I can`t find more equation, couldn`t think of an equation that link also the inertia of the "ring" of the wrapped rope...
a circular homogenic pulley (disk) with radius R and mass of M hanging on a axis that passes through his center,
the pulley rotating without friction.
we wrap the pulley with a rope with a total mass of mr and length of L and in the other side of the rope we ataching body with a mass of m* , m* is starting to go down while rotating the disk
find the angular velocity of the pullay as function of the length of the suspanded rope -x
Homework Equations
Ipulley=MR^2/2 - inertia torque of the pulley (in the center of mass)
Irope=mr*R^2 - inertia torque of the rope (at the beginning when wrapped)

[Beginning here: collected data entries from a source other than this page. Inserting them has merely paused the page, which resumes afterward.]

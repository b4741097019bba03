//! In-memory topic backend.
//!
//! Simulates consumer-group streams inside one process: a VecDeque per
//! topic, per-group delivery cursors and a pending table for unacked
//! messages. Suitable for tests and single-node development; a crash loses
//! everything, which is exactly why production uses the Valkey backend.

use std::collections::{HashMap, VecDeque};
use std::sync::Arc;
use std::time::Instant;

use async_stream::stream;
use async_trait::async_trait;
use parking_lot::Mutex;
use tokio::sync::Notify;

use super::backend::{StreamMessage, StreamStats, StreamSubscription, TopicBackend};
use super::error::TopicError;

const DEFAULT_STREAM_MAX_LEN: usize = 100_000;

#[derive(Clone)]
struct StreamEntry {
    id: u64,
    payload: Vec<u8>,
}

#[derive(Default)]
struct ConsumerGroup {
    /// Highest id handed out to any consumer of this group
    last_delivered: u64,
    /// Unacked messages: id -> (consumer, delivery time)
    pending: HashMap<u64, (String, Instant)>,
}

#[derive(Default)]
struct StreamState {
    messages: VecDeque<StreamEntry>,
    groups: HashMap<String, ConsumerGroup>,
    next_id: u64,
}

struct Shared {
    streams: Mutex<HashMap<String, StreamState>>,
    notifiers: Mutex<HashMap<String, Arc<Notify>>>,
}

pub struct MemoryTopicBackend {
    shared: Arc<Shared>,
}

impl MemoryTopicBackend {
    pub fn new() -> Self {
        Self {
            shared: Arc::new(Shared {
                streams: Mutex::new(HashMap::new()),
                notifiers: Mutex::new(HashMap::new()),
            }),
        }
    }

    fn notifier(shared: &Shared, topic: &str) -> Arc<Notify> {
        shared
            .notifiers
            .lock()
            .entry(topic.to_string())
            .or_insert_with(|| Arc::new(Notify::new()))
            .clone()
    }

    /// Pop the next undelivered message for a group, marking it pending
    fn next_for_group(
        shared: &Shared,
        topic: &str,
        group: &str,
        consumer: &str,
    ) -> Option<StreamMessage> {
        let mut streams = shared.streams.lock();
        let state = streams.entry(topic.to_string()).or_default();
        let group_state = state.groups.entry(group.to_string()).or_default();

        let entry = state
            .messages
            .iter()
            .find(|m| m.id > group_state.last_delivered)?
            .clone();

        group_state.last_delivered = entry.id;
        group_state
            .pending
            .insert(entry.id, (consumer.to_string(), Instant::now()));

        Some(StreamMessage {
            id: entry.id.to_string(),
            payload: entry.payload,
        })
    }
}

impl Default for MemoryTopicBackend {
    fn default() -> Self {
        Self::new()
    }
}

#[async_trait]
impl TopicBackend for MemoryTopicBackend {
    async fn stream_publish(&self, topic: &str, payload: &[u8]) -> Result<String, TopicError> {
        let id = {
            let mut streams = self.shared.streams.lock();
            let state = streams.entry(topic.to_string()).or_default();

            state.next_id += 1;
            let id = state.next_id;
            state.messages.push_back(StreamEntry {
                id,
                payload: payload.to_vec(),
            });
            while state.messages.len() > DEFAULT_STREAM_MAX_LEN {
                state.messages.pop_front();
            }
            id
        };

        Self::notifier(&self.shared, topic).notify_waiters();
        Ok(id.to_string())
    }

    async fn stream_subscribe(
        &self,
        topic: &str,
        group: &str,
        consumer: &str,
    ) -> Result<StreamSubscription, TopicError> {
        let shared = Arc::clone(&self.shared);
        let topic = topic.to_string();
        let group = group.to_string();
        let consumer = consumer.to_string();

        let stream = stream! {
            loop {
                let notify = MemoryTopicBackend::notifier(&shared, &topic);
                // Register interest before checking state so a publish
                // between the check and the await cannot be missed
                let mut notified = Box::pin(notify.notified());
                notified.as_mut().enable();

                if let Some(msg) =
                    MemoryTopicBackend::next_for_group(&shared, &topic, &group, &consumer)
                {
                    yield Ok(msg);
                    continue;
                }

                notified.await;
            }
        };

        Ok(StreamSubscription {
            receiver: Box::pin(stream),
        })
    }

    async fn stream_ack(&self, topic: &str, group: &str, id: &str) -> Result<(), TopicError> {
        let id: u64 = id
            .parse()
            .map_err(|_| TopicError::Serialization(format!("invalid message id: {id}")))?;

        let mut streams = self.shared.streams.lock();
        if let Some(state) = streams.get_mut(topic)
            && let Some(group_state) = state.groups.get_mut(group)
        {
            group_state.pending.remove(&id);
        }
        Ok(())
    }

    async fn stream_claim(
        &self,
        topic: &str,
        group: &str,
        consumer: &str,
        min_idle_ms: u64,
        count: usize,
    ) -> Result<Vec<StreamMessage>, TopicError> {
        let mut streams = self.shared.streams.lock();
        let Some(state) = streams.get_mut(topic) else {
            return Ok(vec![]);
        };
        let Some(group_state) = state.groups.get_mut(group) else {
            return Ok(vec![]);
        };

        let now = Instant::now();
        let mut claimable: Vec<u64> = group_state
            .pending
            .iter()
            .filter(|(_, (_, delivered))| {
                now.duration_since(*delivered).as_millis() as u64 >= min_idle_ms
            })
            .map(|(id, _)| *id)
            .collect();
        claimable.sort_unstable();
        claimable.truncate(count);

        let mut messages = Vec::new();
        for id in claimable {
            group_state
                .pending
                .insert(id, (consumer.to_string(), now));
            if let Some(entry) = state.messages.iter().find(|m| m.id == id) {
                messages.push(StreamMessage {
                    id: id.to_string(),
                    payload: entry.payload.clone(),
                });
            }
        }

        Ok(messages)
    }

    async fn stream_stats(&self, topic: &str, group: &str) -> Result<StreamStats, TopicError> {
        let streams = self.shared.streams.lock();
        let Some(state) = streams.get(topic) else {
            return Ok(StreamStats::default());
        };

        Ok(StreamStats {
            length: state.messages.len() as u64,
            pending: state
                .groups
                .get(group)
                .map(|g| g.pending.len() as u64)
                .unwrap_or(0),
        })
    }

    async fn health_check(&self) -> Result<(), TopicError> {
        Ok(())
    }

    fn backend_name(&self) -> &'static str {
        "memory"
    }
}

#[cfg(test)]
mod tests {
    use super::*;
    use futures::StreamExt;
    use std::time::Duration;

    #[tokio::test]
    async fn publish_then_subscribe_delivers() {
        let backend = MemoryTopicBackend::new();
        backend.stream_publish("t", b"one").await.unwrap();

        let mut sub = backend.stream_subscribe("t", "g", "c1").await.unwrap();
        let msg = sub.receiver.next().await.unwrap().unwrap();
        assert_eq!(msg.payload, b"one");
    }

    #[tokio::test]
    async fn group_members_split_messages() {
        let backend = MemoryTopicBackend::new();
        backend.stream_publish("t", b"a").await.unwrap();
        backend.stream_publish("t", b"b").await.unwrap();

        let mut sub1 = backend.stream_subscribe("t", "g", "c1").await.unwrap();
        let mut sub2 = backend.stream_subscribe("t", "g", "c2").await.unwrap();

        let m1 = sub1.receiver.next().await.unwrap().unwrap();
        let m2 = sub2.receiver.next().await.unwrap().unwrap();
        assert_ne!(m1.id, m2.id);
    }

    #[tokio::test]
    async fn unacked_message_is_claimable() {
        let backend = MemoryTopicBackend::new();
        backend.stream_publish("t", b"x").await.unwrap();

        let mut sub = backend.stream_subscribe("t", "g", "c1").await.unwrap();
        let msg = sub.receiver.next().await.unwrap().unwrap();
        drop(sub);

        tokio::time::sleep(Duration::from_millis(20)).await;

        let claimed = backend.stream_claim("t", "g", "c2", 10, 8).await.unwrap();
        assert_eq!(claimed.len(), 1);
        assert_eq!(claimed[0].id, msg.id);
        assert_eq!(claimed[0].payload, b"x");
    }

    #[tokio::test]
    async fn acked_message_is_not_claimable() {
        let backend = MemoryTopicBackend::new();
        backend.stream_publish("t", b"x").await.unwrap();

        let mut sub = backend.stream_subscribe("t", "g", "c1").await.unwrap();
        let msg = sub.receiver.next().await.unwrap().unwrap();
        backend.stream_ack("t", "g", &msg.id).await.unwrap();

        let claimed = backend.stream_claim("t", "g", "c2", 0, 8).await.unwrap();
        assert!(claimed.is_empty());

        let stats = backend.stream_stats("t", "g").await.unwrap();
        assert_eq!(stats.pending, 0);
    }

    #[tokio::test]
    async fn independent_groups_both_see_every_message() {
        let backend = MemoryTopicBackend::new();
        backend.stream_publish("t", b"x").await.unwrap();

        let mut a = backend.stream_subscribe("t", "workers", "c1").await.unwrap();
        let mut b = backend.stream_subscribe("t", "audit", "c1").await.unwrap();

        assert_eq!(a.receiver.next().await.unwrap().unwrap().payload, b"x");
        assert_eq!(b.receiver.next().await.unwrap().unwrap().payload, b"x");
    }
}
//! Core error taxonomy.
//!
//! Services return these kinds; the boundary owns the mapping to HTTP
//! statuses. Layer errors are wrapped rather than stringified so the
//! boundary can distinguish "dependency down" from "caller mistake".

use thiserror::Error;

use crate::data::cache::CacheError;
use crate::data::postgres::StoreError;
use crate::data::search::SearchError;
use crate::external::ExternalError;

#[derive(Error, Debug)]
pub enum CoreError {
    /// No or invalid credentials
    #[error("unauthorized")]
    Unauthorized,

    /// Authenticated user is not the booking's owner
    #[error("operation is forbidden for user")]
    Forbidden,

    /// Referenced entity absent
    #[error("{entity} not found")]
    NotFound { entity: &'static str },

    /// Cross-entity invariant violated
    #[error("{0}")]
    Conflict(String),

    /// Seat was not FREE at reservation time
    #[error("seat {seat_id} is not available")]
    SeatNotAvailable { seat_id: String },

    /// Malformed request or out-of-range parameter
    #[error("{0}")]
    Validation(String),

    /// A dependency failed and the operation cannot continue
    #[error("dependency unavailable: {0}")]
    Unavailable(String),

    /// Store failure
    #[error("store error: {0}")]
    Store(StoreError),

    /// Search index failure
    #[error("search error: {0}")]
    Search(SearchError),

    /// External provider failure
    #[error("external provider error: {0}")]
    External(#[from] ExternalError),

    /// Everything else
    #[error("internal error: {0}")]
    Internal(String),
}

impl CoreError {
    pub fn not_found(entity: &'static str) -> Self {
        Self::NotFound { entity }
    }
}

impl From<StoreError> for CoreError {
    fn from(e: StoreError) -> Self {
        match e {
            StoreError::SeatNotAvailable { seat_id } => CoreError::SeatNotAvailable { seat_id },
            StoreError::NotFound { entity } => CoreError::NotFound { entity },
            other => CoreError::Store(other),
        }
    }
}

impl From<SearchError> for CoreError {
    fn from(e: SearchError) -> Self {
        match e {
            SearchError::Unavailable { .. } => CoreError::Unavailable(e.to_string()),
            other => CoreError::Search(other),
        }
    }
}

impl From<CacheError> for CoreError {
    fn from(e: CacheError) -> Self {
        CoreError::Unavailable(e.to_string())
    }
}

#[cfg(test)]
mod tests {
    use super::*;

    #[test]
    fn store_seat_taken_becomes_seat_not_available() {
        let e: CoreError = StoreError::SeatNotAvailable {
            seat_id: "s1".into(),
        }
        .into();
        assert!(matches!(e, CoreError::SeatNotAvailable { .. }));
    }

    #[test]
    fn store_not_found_keeps_its_entity() {
        let e: CoreError = StoreError::NotFound { entity: "seat" }.into();
        assert!(matches!(e, CoreError::NotFound { entity: "seat" }));
    }
}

E=0.5Iω^2 -energy to rotate the disk pulley
U=m*gh-potential energy of the mass m* at the beginning (h is not given)
The Attempt at a Solution
iv`e tried to do equations of preserving energy between the start point when we have only potential of the mass m* and to equalize it to the point when we have a total hanging mass of m**= m* + mr(x/L) in a height of (h-x) -potential energy plus kinetic energy of 0.5m**v^2 when v equal to ωR. this energy also going for the rotation of the pulley E=0.5Iω^2. I suceeded by finding the height of h with those equations: h=x+m*L/mr-ω^2R^2/2g-m*ω^2R^2L/2mrg.
but it doesn't helps me finding the relation between x and ω...
I can`t find more equation, couldn`t think of an equation that link also the inertia of the "ring" of the wrapped rope...